Le Monde de Charles Bertin, textes rassemblés par Laurence Pieropan. Archives du futur, AML éditions, 2013, 320 pp.

 

Grâce à un legs des époux Bertin, les AML possèdent un très riche fonds d’archives touchant aux activités diverses de Charles Bertin: poésie, théâtre, romans, articles, essais…C’est Laurence Pieropan, docteur ès lettres, et professeur à la Faculté de Traduction et d’Interprétation de l’Université de Mons, qui a rassemblé les différentes contributions à cet ouvrage.

Un long entretien de Charles Bertin avec Marc Quaghebeur envisage les différents thèmes essentiels: les relations de Bertin avec son oncle Charles Plisnier, qui furent décisives, son attitude face à la religion, telle qu’elle apparaît dans ses romans et ses pièces, son admiration pour l’art roman, la façon dont il envisage son œuvre (Je prends l’ensemble de mon travail littéraire comme un tout, p.71), l’ensemble de sa carrière, depuis son entrée au barreau de Mons, la rencontre de Valéry, l’amitié de Bodart, Tordeur, Mogin, Young, les échanges avec Marcel Thiry, Alexis Curvers, mais aussi Suzanne Lilar et Dominique Rolin….Bref, une vie riche et foisonnante, un auteur très doué dans des genres très divers, mais qui est aussi un gestionnaire – il finira directeur de la SACD…

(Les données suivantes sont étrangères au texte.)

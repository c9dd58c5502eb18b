// ============================================================
// Layer 6 — Metrics
// ============================================================
// AverageMeter: running mean of a per-batch value (loss,
// accuracy). A fresh meter is used for every epoch phase.
//
// MetricsLogger: one CSV row per epoch in
// <checkpoint_dir>/metrics.csv, appended across resumed runs.
//
// Example CSV output:
//   epoch,train_loss,train_acc,val_loss,val_acc,lr,si_weight
//   1,0.912345,0.540000,0.870001,0.580000,0.001000,1.000000
//
// Why average per batch and not per image?
//   Every step's loss is already a mean over its bags, and the
//   original run summaries report the mean of those step values.
//   The last batch of an epoch may be smaller, so the two can
//   differ slightly; the per-batch mean is the one reported.
//
// Why a CSV and not the tracing log?
//   The log is for people; metrics.csv is for plotting. Opening it
//   in append mode means a resumed run continues the same curve.

use anyhow::Result;
use std::{
    fs::{self, OpenOptions},
    io::Write,
    path::PathBuf,
};
use serde::{Deserialize, Serialize};

/// Running average of the values fed to `update`.
#[derive(Debug, Clone, Copy, Default)]
pub struct AverageMeter {
    /// Sum of every value seen
    sum:   f64,
    /// Number of `update` calls
    count: usize,
}

impl AverageMeter {
    pub fn new() -> Self {
        Self::default()
    }

    pub fn update(&mut self, value: f64) {
        self.sum   += value;
        self.count += 1;
    }

    /// Mean of all updates so far, 0 when nothing was recorded.
    pub fn average(&self) -> f64 {
        if self.count == 0 { 0.0 } else { self.sum / self.count as f64 }
    }

    pub fn count(&self) -> usize {
        self.count
    }
}

/// One row of metrics data for a single training epoch
#[derive(Debug, Clone, Serialize, Deserialize)]
pub struct EpochMetrics {
    /// 1-based epoch number
    pub epoch:      usize,
    /// Mean step loss over the training batches
    pub train_loss: f64,
    /// Mean bag accuracy over the training batches
    pub train_acc:  f64,
    /// Loss on the whole validation set
    pub val_loss:   f64,
    /// Bag accuracy on the whole validation set
    pub val_acc:    f64,
    /// Learning rate at the end of the epoch
    pub lr:         f64,
    /// Weight of the single-instance loss term (MI weight is 1 − this)
    pub si_weight:  f64,
}

/// Logs epoch metrics to a CSV file for later analysis.
pub struct MetricsLogger {
    /// `<dir>/metrics.csv`
    csv_path: PathBuf,
}

impl MetricsLogger {
    /// Create a new MetricsLogger.
    /// Writes the CSV header if the file doesn't exist yet.
    pub fn new(dir: impl Into<PathBuf>) -> Result<Self> {
        let dir = dir.into();
        fs::create_dir_all(&dir)?;

        let csv_path = dir.join("metrics.csv");
        if !csv_path.exists() {
            let mut f = fs::File::create(&csv_path)?;
            writeln!(f, "epoch,train_loss,train_acc,val_loss,val_acc,lr,si_weight")?;
            tracing::debug!("Created metrics CSV: '{}'", csv_path.display());
        }

        Ok(Self { csv_path })
    }

    /// Append one epoch's metrics as a new row in the CSV.
    pub fn log(&self, m: &EpochMetrics) -> Result<()> {
        let mut f = OpenOptions::new()
            .append(true)
            .open(&self.csv_path)?;

        writeln!(
            f,
            "{},{:.6},{:.6},{:.6},{:.6},{:.6},{:.6}",
            m.epoch,
            m.train_loss,
            m.train_acc,
            m.val_loss,
            m.val_acc,
            m.lr,
            m.si_weight,
        )?;

        tracing::debug!(
            "Logged epoch {} metrics: train_loss={:.4}, val_loss={:.4}",
            m.epoch,
            m.train_loss,
            m.val_loss,
        );

        Ok(())
    }

    pub fn csv_path(&self) -> &PathBuf {
        &self.csv_path
    }
}
// ============================================================
// Layer 4 — Image Batcher
// ============================================================
// Turns the items a data loader pulled out of an ImageDataset
// into the tensors one training / validation step consumes.
//
// With N images and P instances per bag:
//
//   instances        [N * P, C, S, S]   bag b owns rows b*P .. (b+1)*P
//   instance_labels  [N * P]            every instance inherits its bag label
//   bag_labels       [N]
//   indices          N dataset positions, in bag order
//
// S is the patch size when patches are enabled, otherwise the
// full image size (and P = 1).
//
// Why seed patches per image?
//   Loader workers batch in parallel and in no fixed order. Seeding
//   each image's patch RNG from (seed, dataset index) makes patch
//   placement independent of which worker got which image, so a run
//   is reproducible for any worker count.

use std::sync::Arc;

use burn::{
    data::dataloader::{batcher::Batcher, DataLoader, DataLoaderBuilder},
    prelude::*,
    tensor::TensorData,
};
use rand::{rngs::StdRng, SeedableRng};

use crate::data::{dataset::ImageDataset, patches::PatchSampler, BatchError};
use crate::domain::sample::ImageItem;

/// What the batcher hands back through the data loader.
pub type BatchOutcome<B> = Result<ImageBatch<B>, BatchError>;

// ─── ImageBatch ───────────────────────────────────────────────────────────────
#[derive(Debug, Clone)]
pub struct ImageBatch<B: Backend> {
    pub instances:         Tensor<B, 4>,
    pub instance_labels:   Tensor<B, 1, Int>,
    pub bag_labels:        Tensor<B, 1, Int>,
    /// Dataset position of every bag
    pub indices:           Vec<usize>,
    pub bags:              usize,
    pub instances_per_bag: usize,
}

impl<B: Backend> ImageBatch<B> {
    /// Split the batch along the bag dimension into at most `towers` shards.
    ///
    /// Bags are spread as evenly as possible; the first shards get one
    /// extra bag when the count does not divide. Empty shards are never
    /// produced, so a batch of 3 bags split over 4 towers yields 3 shards.
    pub fn shard(&self, towers: usize) -> Vec<ImageBatch<B>> {
        let towers = towers.clamp(1, self.bags.max(1));
        if towers == 1 {
            return vec![self.clone()];
        }

        let p    = self.instances_per_bag;
        let base = self.bags / towers;
        let rem  = self.bags % towers;

        let mut shards = Vec::with_capacity(towers);
        let mut start  = 0;
        for t in 0..towers {
            let len = base + usize::from(t < rem);
            shards.push(ImageBatch {
                instances:         self.instances.clone().narrow(0, start * p, len * p),
                instance_labels:   self.instance_labels.clone().narrow(0, start * p, len * p),
                bag_labels:        self.bag_labels.clone().narrow(0, start, len),
                indices:           self.indices[start..start + len].to_vec(),
                bags:              len,
                instances_per_bag: p,
            });
            start += len;
        }
        shards
    }
}

// ─── ImageBatcher ─────────────────────────────────────────────────────────────
#[derive(Debug, Clone, Copy, Default)]
pub struct ImageBatcher {
    /// `None` = one instance per bag (the whole image)
    patches: Option<PatchSampler>,
    /// Mixed with each image's dataset index to place its patches
    seed:    u64,
}

impl ImageBatcher {
    pub fn new(patches: Option<PatchSampler>, seed: u64) -> Self {
        Self { patches, seed }
    }

    pub fn instances_per_bag(&self) -> usize {
        self.patches.map(|p| p.count).unwrap_or(1)
    }

    fn patch_rng(&self, index: usize) -> StdRng {
        StdRng::seed_from_u64(self.seed ^ (index as u64 + 1).wrapping_mul(0x9E37_79B9_7F4A_7C15))
    }

    /// Stack `items` into an ImageBatch on `device`.
    ///
    /// Fails on an empty list, on an item whose image could not be
    /// decoded, and on a patch larger than its image.
    pub fn try_batch<B: Backend>(
        &self,
        items:  Vec<ImageItem>,
        device: &B::Device,
    ) -> BatchOutcome<B> {
        let images = items
            .into_iter()
            .map(|item| match item.image {
                Ok(image)   => Ok((item.index, image)),
                Err(reason) => Err(BatchError::Unreadable { path: item.source, reason }),
            })
            .collect::<Result<Vec<_>, _>>()?;

        let (_, first) = images.first().ok_or(BatchError::Empty)?;
        let channels = first.channels;
        let side = match self.patches {
            Some(p) => p.patch_size,
            None    => first.height,
        };
        let per_bag = self.instances_per_bag();
        let bags    = images.len();
        let total   = bags * per_bag;

        let mut pixels          = Vec::with_capacity(total * channels * side * side);
        let mut instance_labels = Vec::with_capacity(total);
        let mut bag_labels      = Vec::with_capacity(bags);
        let mut indices         = Vec::with_capacity(bags);

        for (index, image) in &images {
            match self.patches {
                Some(sampler) => {
                    for patch in sampler.sample(image, &mut self.patch_rng(*index))? {
                        pixels.extend_from_slice(&patch);
                    }
                }
                None => pixels.extend_from_slice(&image.pixels),
            }
            instance_labels.extend(std::iter::repeat(image.label as i64).take(per_bag));
            bag_labels.push(image.label as i64);
            indices.push(*index);
        }

        let instances = Tensor::<B, 4>::from_data(
            TensorData::new(pixels, [total, channels, side, side]),
            device,
        );
        let instance_labels = Tensor::<B, 1, Int>::from_data(
            TensorData::new(instance_labels, [total]),
            device,
        );
        let bag_labels = Tensor::<B, 1, Int>::from_data(
            TensorData::new(bag_labels, [bags]),
            device,
        );

        Ok(ImageBatch {
            instances,
            instance_labels,
            bag_labels,
            indices,
            bags,
            instances_per_bag: per_bag,
        })
    }
}

impl<B: Backend> Batcher<B, ImageItem, BatchOutcome<B>> for ImageBatcher {
    fn batch(&self, items: Vec<ImageItem>, device: &B::Device) -> BatchOutcome<B> {
        self.try_batch(items, device)
    }
}

/// Data loader yielding one BatchOutcome per `batch_size` items of `dataset`.
///
/// `shuffle` reorders the items with that seed. With `workers > 1`
/// batches are assembled on that many threads and arrive in completion
/// order; `ImageBatch::indices` tells where each bag came from.
pub fn image_loader<B: Backend>(
    batcher:    ImageBatcher,
    dataset:    ImageDataset,
    batch_size: usize,
    shuffle:    Option<u64>,
    workers:    usize,
    device:     &B::Device,
) -> Arc<dyn DataLoader<B, BatchOutcome<B>>> {
    let mut builder = DataLoaderBuilder::<B, ImageItem, BatchOutcome<B>>::new(batcher)
        .batch_size(batch_size.max(1))
        .set_device(device.clone());
    if let Some(seed) = shuffle {
        builder = builder.shuffle(seed);
    }
    if workers > 1 {
        builder = builder.num_workers(workers);
    }
    builder.build(dataset)
}

#[cfg(test)]
mod tests {
    use super::*;
    use crate::domain::sample::LabeledImage;
    use burn::backend::NdArray;
    use std::path::PathBuf;

    type TestBackend = NdArray<f32>;

    fn image(label: usize, value: f32) -> LabeledImage {
        LabeledImage {
            source: PathBuf::from(format!("{label}.png")),
            label,
            channels: 3,
            height: 4,
            width: 4,
            pixels: vec![value; 3 * 16],
        }
    }

    /// Items at dataset positions 0.., one per image
    fn items(images: Vec<LabeledImage>) -> Vec<ImageItem> {
        images.into_iter().enumerate().map(|(i, img)| ImageItem::decoded(i, img)).collect()
    }

    fn int_values(t: Tensor<TestBackend, 1, Int>) -> Vec<i64> {
        t.into_data().convert::<i64>().to_vec::<i64>().unwrap()
    }

    #[test]
    fn test_whole_image_batch() {
        let device = Default::default();
        let batch  = ImageBatcher::new(None, 0)
            .try_batch::<TestBackend>(items(vec![image(0, 0.1), image(2, 0.9)]), &device)
            .unwrap();

        assert_eq!(batch.instances.dims(), [2, 3, 4, 4]);
        assert_eq!(batch.instances_per_bag, 1);
        assert_eq!(batch.indices, vec![0, 1]);
        assert_eq!(int_values(batch.bag_labels), vec![0, 2]);
    }

    #[test]
    fn test_patch_batch_repeats_labels() {
        let device  = Default::default();
        let batcher = ImageBatcher::new(Some(PatchSampler::new(2, 3)), 0);
        let batch   = batcher
            .try_batch::<TestBackend>(
                items(vec![image(1, 0.5), image(0, 0.5), image(1, 0.5)]),
                &device,
            )
            .unwrap();

        assert_eq!(batch.instances.dims(), [9, 3, 2, 2]);
        assert_eq!(int_values(batch.instance_labels), vec![1, 1, 1, 0, 0, 0, 1, 1, 1]);
        assert_eq!(int_values(batch.bag_labels), vec![1, 0, 1]);
    }

    #[test]
    fn test_patches_depend_on_index_not_batch_order() {
        let device = Default::default();
        let ramp   = LabeledImage {
            pixels: (0..3 * 16).map(|v| v as f32).collect(),
            ..image(0, 0.0)
        };
        let item = |index| ImageItem::decoded(index, ramp.clone());
        let batcher = ImageBatcher::new(Some(PatchSampler::new(2, 4)), 11);

        // same image at position 5, batched alone and behind another item
        let alone = batcher.try_batch::<TestBackend>(vec![item(5)], &device).unwrap();
        let later = batcher.try_batch::<TestBackend>(vec![item(2), item(5)], &device).unwrap();

        let alone = alone.instances.into_data().to_vec::<f32>().unwrap();
        let later = later.instances.narrow(0, 4, 4).into_data().to_vec::<f32>().unwrap();
        assert_eq!(alone, later);
    }

    #[test]
    fn test_empty_batch_is_an_error() {
        let device = Default::default();
        let err = ImageBatcher::default().try_batch::<TestBackend>(vec![], &device).unwrap_err();
        assert_eq!(err, BatchError::Empty);
    }

    #[test]
    fn test_unreadable_item_names_the_file() {
        let device = Default::default();
        let mut batch = items(vec![image(0, 0.1)]);
        batch.push(ImageItem {
            index:  1,
            source: PathBuf::from("broken.png"),
            image:  Err("truncated file".into()),
        });

        let err = <ImageBatcher as Batcher<TestBackend, _, _>>::batch(
            &ImageBatcher::default(),
            batch,
            &device,
        )
        .unwrap_err();
        assert_eq!(
            err,
            BatchError::Unreadable { path: PathBuf::from("broken.png"), reason: "truncated file".into() }
        );
    }

    #[test]
    fn test_shard_spreads_bags() {
        let device  = Default::default();
        let images  = (0..5).map(|i| image(i, 0.0)).collect();
        let batcher = ImageBatcher::new(Some(PatchSampler::new(2, 2)), 0);
        let batch   = batcher.try_batch::<TestBackend>(items(images), &device).unwrap();

        let shards = batch.shard(2);
        assert_eq!(shards.len(), 2);
        assert_eq!(shards[0].bags, 3);
        assert_eq!(shards[1].bags, 2);
        assert_eq!(shards[0].instances.dims()[0], 6);
        assert_eq!(shards[1].indices, vec![3, 4]);
        assert_eq!(int_values(shards[1].bag_labels.clone()), vec![3, 4]);
        assert_eq!(int_values(shards[1].instance_labels.clone()), vec![3, 3, 4, 4]);

        // more towers than bags: one bag per shard
        assert_eq!(batch.shard(8).len(), 5);
    }

    #[test]
    fn test_loader_covers_every_item_once() {
        use crate::data::dataset::InMemoryImageDataset;

        let device = Default::default();
        let data: ImageDataset = Arc::new(InMemoryImageDataset::new((0..7).map(|i| image(i % 2, 0.0)).collect()));

        for (shuffle, workers) in [(None, 1), (Some(3), 1), (Some(3), 2)] {
            let loader = image_loader::<TestBackend>(ImageBatcher::default(), data.clone(), 3, shuffle, workers, &device);
            let mut seen: Vec<usize> = loader
                .iter()
                .flat_map(|batch| batch.unwrap().indices)
                .collect();
            seen.sort_unstable();
            assert_eq!(seen, (0..7).collect::<Vec<_>>());
        }
    }
}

La contribution de Laurence Pieropan elle-même, Les personnages sur scène: de la théâtralisation de l’Histoire à la cité utopique, s’appuyant sur de nombreuses citations, et remontant à la prime enfance de l’auteur, en passant par l’influence de Plisnier, éclaire le choix des thèmes à venir, leur liaison avec l’histoire plus ou moins lointaine, pour aboutir, avec la dernière pièce, Je reviendrai à Badenburg  , à un personnage qui est confronté, plus que tout autre personnage théâtral de Bertin, à la dimension indéchiffrable de l’existence et à la mort qu’il combat avec succès  pour autrui, sans pouvoir la dompter pour sa propre personne. Elle fait largement appel, pour cette étude, aux documents conservés aux AML, dont on mesure ainsi toute l’importance.

La carrière théâtrale de Bertin, ses rencontres, ses amitiés, seront encore amplement évoquées dans les études de  Heinz Klüppelholz, Pierre Laroche, Martine Renders, Monique Dorsel, Nathalie Boudrenghien note une parenté entre Charles Bertin et Montherlant:parenté surtout dans les thèmes élus, plutôt que connivence profonde, me semble-t-il. Il admirait davantage Giono. Ses amitiés littéraires sont évoquées par Bibiane Fréché et Serge Young, tandis que Gaspard Hons et Lucien Noullez traitent de son rapport à Dieu.

Une fort belle étude de Marie-Ange Bernard retrace, avec clarté et limpidité, l’implication progressive de Bertin dans la politique linguistique belge (Le pays de Charles Bertin: la langue française), jusqu’à la création du Centre culturel et de la Bibliothèque de Rhode-Saint-Genèse. Bertin partageait les convictions du Groupe du Lundi qui, dès 1937, mettait en exergue l’importance de la France et du français: il n’y a pas de littérature belge, mais une littérature française de Belgique, comme il en existe en Picardie, en Normandie. Selon Charles Bertin, la « belgitude » mise en avant par Pierre Mertens est donc un leurre.

Bertin aimait les belles reliures, et sa bibliothèque a été léguée au Musée de Mariemont: Pierre-Jean Foulon nous en fait l’éloge. Il convient aussi de ne pas oublier la pénétrante étude d’Eric Lysoe sur Les Jardins du désert ou la nostalgie de l’aventure, qui, partant de l’étude célèbre de Jacques Rivière sur le roman d’aventures, parue dans la NRF, et passant par le goût toujours affirmé de Bertin pour l’Ile mystérieuse, en vient à étudier le symbolisme des couleurs en cet étrange roman. Enfin, Luc Dellisse dans La fumée, les rires, les rêves, s’attarde aux côtés plus concrets et plus immédiats de l’auteur.

On le voit, une étude très riche et variée, tellement qu’il ne sera plus possible, sans nul doute, d’étudier la vie et l’œuvre de Bertin sans s’y référer. Une belle réussite.